We, as people on this planet, are expected to bring G-d into the world by emulating G-dly traits. One of them is chesed. The fact that G-d doesn't strike someone down when they are doing a sin is actually a really nice thing. By keeping us alive, G-d is saying He believes in us and our ability to make the right choices in the future, even if at that moment there is nothing redeeming about our actions. After Adam and Eve ate from the one fruit tree they were not supposed to, G-d kicked them out of the Garden of Eden like He said He would, but he also made them clothes because in their new state of mind being naked was embarrassing. This is what we need to emulate - when someone in our lives is doing something that we think is bad for them, trying to change their behavior through being mean or cruel is not the way to go. You need to treat them with chesed, have patience, and believe in their ability to see their mistakes and want to improve.
Chesed is also predicated on being kind without expecting anything in return. So many of the mitzvot associated with being kind - visiting the sick, making a bride happy on her wedding day, helping to bury the dead - can't be done in a tit-for-tat way. Sure, you can visit friends when they are ill in the hopes of them returning the favor if you later become sick, but who wants to bank on a favor being returned that requires you to get sick first? When we do acts of true kindness we do them simply for the benefit they bring others. Taking joy in making other people happy is the real gift we get in return.
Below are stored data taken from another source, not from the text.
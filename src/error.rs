//! Error types.
//!
//! [`Error`] covers caller-visible failures (lexicon unavailable, unreadable
//! input, bad configuration). [`ChordIssue`] covers per-token problems that the
//! analysis logs and skips without aborting the page.

use thiserror::Error;

/// Crate result type alias
pub type Result<T> = std::result::Result<T, Error>;

/// Caller-visible errors with enough context to act on.
#[derive(Debug, Error)]
pub enum Error {
    /// IO error with path context
    #[error("IO error at {path:?}: {source}")]
    Io {
        /// The underlying IO error.
        source: std::io::Error,
        /// File path where the error occurred, if known.
        path: Option<std::path::PathBuf>,
    },

    /// The chord lexicon could not be loaded or violates its schema
    #[error("Chord lexicon unavailable: {message}")]
    Lexicon {
        /// Description of the problem.
        message: String,
        /// Lexicon file, if it came from disk.
        path: Option<std::path::PathBuf>,
    },

    /// Configuration error with guidance
    #[error("Configuration error: {message}. {hint}")]
    Config {
        /// Description of the configuration problem.
        message: String,
        /// Actionable guidance for fixing the issue.
        hint: &'static str,
    },

    /// OCR input parsing error
    #[error("Parse error in {file:?}: {message}")]
    Parse {
        /// File that failed to parse, if known.
        file: Option<std::path::PathBuf>,
        /// Description of the parse failure.
        message: String,
    },

    /// JSON (de)serialization error
    #[error("JSON error: {0}")]
    Json(#[from] serde_json::Error),
}

impl Error {
    /// Create an IO error with path context
    pub fn io(source: std::io::Error, path: impl Into<Option<std::path::PathBuf>>) -> Self {
        Self::Io { source, path: path.into() }
    }

    /// Create a lexicon error, optionally tied to the file it came from
    pub fn lexicon(message: impl Into<String>, path: impl Into<Option<std::path::PathBuf>>) -> Self {
        Self::Lexicon { message: message.into(), path: path.into() }
    }

    /// Create a config error with actionable hint
    pub fn config(message: impl Into<String>, hint: &'static str) -> Self {
        Self::Config { message: message.into(), hint }
    }

    /// Create a parse error with file context
    pub fn parse(message: impl Into<String>, file: impl Into<Option<std::path::PathBuf>>) -> Self {
        Self::Parse { file: file.into(), message: message.into() }
    }
}

impl From<std::io::Error> for Error {
    fn from(e: std::io::Error) -> Self {
        Self::Io { source: e, path: None }
    }
}

/// Why a single chord could not be annotated.
///
/// None of these abort a page; the chord is left out of the result.
#[derive(Debug, Clone, PartialEq, Error)]
pub enum ChordIssue {
    /// The requested key is not in the lexicon
    #[error("key {0:?} is not in the chord lexicon")]
    UnrecognizedKey(String),

    /// The token does not start with a chord root
    #[error("{0:?} is not a parseable chord")]
    UnparseableChord(String),

    /// The chord is not one of the key's seven diatonic chords
    #[error("{chord:?} is not diatonic to {key}")]
    ChordNotInKey {
        /// Chord base as parsed (root, accidental, minor marker).
        chord: String,
        /// Key the chord was looked up in.
        key: String,
    },

    /// The chord sits at or left of its reference lyric start
    #[error("chord at x={chord_x:.1} is not right of lyric start x={start_x:.1}")]
    NegativeAlignment {
        /// Horizontal center of the chord token.
        chord_x: f64,
        /// Left edge of the reference lyric geometry.
        start_x: f64,
    },

    /// The reference lyric geometry has no width
    #[error("reference lyric span has zero width")]
    ZeroWidth,

    /// There is no lyric text to place the chord in
    #[error("lyric line is empty")]
    EmptyLyrics,
}
//! Single-printer run packing state.
//!
//! # Algorithm
//!
//! 1. Keep the open run's free volume and free item slots.
//! 2. On submit, close the open run if the job does not fit it.
//! 3. Admit the job into the (possibly fresh) open run.
//! 4. On finalize, close the open run and report the schedule.
//!
//! # Complexity
//! O(1) amortized per submitted job.

use tracing::{debug, trace};

use crate::error::{Error, Result};
use crate::models::{PrintJob, PrintRun, PrintSchedule, PrinterCapacity};
use crate::validation::{validate_job, ValidationError, ValidationErrorKind};

/// Tracks one printer's capacity across successive runs.
///
/// Jobs are admitted greedily in the order they are submitted. The caller
/// decides that order (see [`admission_order`](super::admission_order)).
///
/// # Example
///
/// ```
/// use u_batch::models::{PrintJob, PrinterCapacity};
/// use u_batch::scheduler::BatchScheduler;
///
/// let mut printer = BatchScheduler::new(PrinterCapacity::new(300.0, 2));
/// printer.submit(&PrintJob::new("M1", 100.0, 1, 120)).unwrap();
/// printer.submit(&PrintJob::new("M2", 150.0, 1, 90)).unwrap();
/// printer.submit(&PrintJob::new("M3", 120.0, 1, 150)).unwrap();
///
/// let schedule = printer.finalize();
/// assert_eq!(schedule.total_time, 270);
/// assert_eq!(schedule.run_count(), 2);
/// ```
#[derive(Debug, Clone)]
pub struct BatchScheduler {
    capacity: PrinterCapacity,
    current: PrintRun,
    free_volume: f64,
    free_items: usize,
    total_time: i64,
    print_order: Vec<String>,
    runs: Vec<PrintRun>,
}

impl BatchScheduler {
    /// Creates a scheduler with an empty open run.
    pub fn new(capacity: PrinterCapacity) -> Self {
        let mut scheduler = Self {
            capacity,
            current: PrintRun::new(),
            free_volume: 0.0,
            free_items: 0,
            total_time: 0,
            print_order: Vec::new(),
            runs: Vec::new(),
        };
        scheduler.close_run();
        scheduler
    }

    /// Closes the open run and starts a fresh one.
    ///
    /// Adds the run time (longest duration, 0 if empty) to the total and
    /// restores full capacity. Empty runs are not recorded.
    pub fn close_run(&mut self) {
        let run = std::mem::take(&mut self.current);
        let run_time = run.run_time();
        self.total_time += run_time;
        self.free_volume = self.capacity.max_volume;
        self.free_items = self.capacity.max_items;

        if !run.is_empty() {
            debug!(
                run = self.runs.len(),
                items = run.item_count(),
                volume = run.volume_used,
                run_time,
                total_time = self.total_time,
                "closed print run"
            );
            self.runs.push(run);
        }
    }

    /// Admits a job, opening a new run first if it does not fit.
    ///
    /// # Errors
    /// - [`Error::CapacityExceeded`] if the job is larger than an empty run.
    /// - [`Error::InvalidInput`] if the job has a non-positive or non-finite
    ///   volume, a non-positive print time, priority 0, or the capacity holds
    ///   no items at all.
    ///
    /// On error the scheduler is left unchanged.
    pub fn submit(&mut self, job: &PrintJob) -> Result<()> {
        validate_job(job)?;
        if !job.fits_volume(self.capacity.max_volume) {
            return Err(Error::CapacityExceeded {
                job_id: job.id.clone(),
                volume: job.volume,
                max_volume: self.capacity.max_volume,
            });
        }
        if self.capacity.max_items == 0 {
            return Err(Error::InvalidInput(vec![ValidationError::new(
                ValidationErrorKind::EmptyCapacity,
                format!("Printer holds 0 items, cannot admit job '{}'", job.id),
            )]));
        }

        if job.volume > self.free_volume || self.free_items == 0 {
            self.close_run();
        }

        self.current.push(job.id.clone(), job.volume, job.print_time);
        self.print_order.push(job.id.clone());
        self.free_volume -= job.volume;
        self.free_items -= 1;

        trace!(
            job = %job.id,
            volume = job.volume,
            free_volume = self.free_volume,
            free_items = self.free_items,
            "admitted job"
        );
        Ok(())
    }

    /// Flushes the open run and returns the schedule.
    ///
    /// Consumes the scheduler, so the last run cannot be counted twice.
    pub fn finalize(mut self) -> PrintSchedule {
        self.close_run();
        PrintSchedule {
            print_order: self.print_order,
            total_time: self.total_time,
            runs: self.runs,
        }
    }

    /// Printer capacity.
    pub fn capacity(&self) -> &PrinterCapacity {
        &self.capacity
    }

    /// Volume still free in the open run.
    pub fn free_volume(&self) -> f64 {
        self.free_volume
    }

    /// Item slots still free in the open run.
    pub fn free_items(&self) -> usize {
        self.free_items
    }

    /// Time accumulated by closed runs.
    pub fn total_time(&self) -> i64 {
        self.total_time
    }

    /// Job IDs admitted so far, in order.
    pub fn print_order(&self) -> &[String] {
        &self.print_order
    }

    /// The open run.
    pub fn current_run(&self) -> &PrintRun {
        &self.current
    }

    /// Runs closed so far.
    pub fn closed_runs(&self) -> &[PrintRun] {
        &self.runs
    }

    /// Whether a job ID has been admitted.
    pub fn is_admitted(&self, job_id: &str) -> bool {
        self.print_order.iter().any(|id| id == job_id)
    }
}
How can we apply this to our dating life? First and foremost - go into every date wanting the other person to have a good time. Even if five minutes in you realize that you are not compatible and there will be no second date, continue keeping the other person engaged in conversation and enjoying themselves. You don't have to fall in love with every person you go out with, but you do have to treat them with kindness. Being kind to your date, especially when you don't want to see them again is true chesed. Also, we can be careful not to lead people on. Who doesn't enjoy attention from the opposite gender? Knowing someone else thinks you are pretty or smart feels great. Acting in a way to give the person the idea that they have a chance of dating or marrying you when you don't feel the same, in order to keep that attention coming, is cruel. By following these two rules, we can ensure that we are doing everything in our power to be the kind person our future spouse is looking for.
There are so many things in life that we have no control over. If we are honest with ourselves, the only thing we really have control over is how we react to people and situations. Working to treat everyone around us with kindness is sure to not only increase your circle of friends, and perhaps hasten the arrival of your future husband or wife, but also allow you to feel like you made a positive impact on the world. Is there anything more G-d-like than that?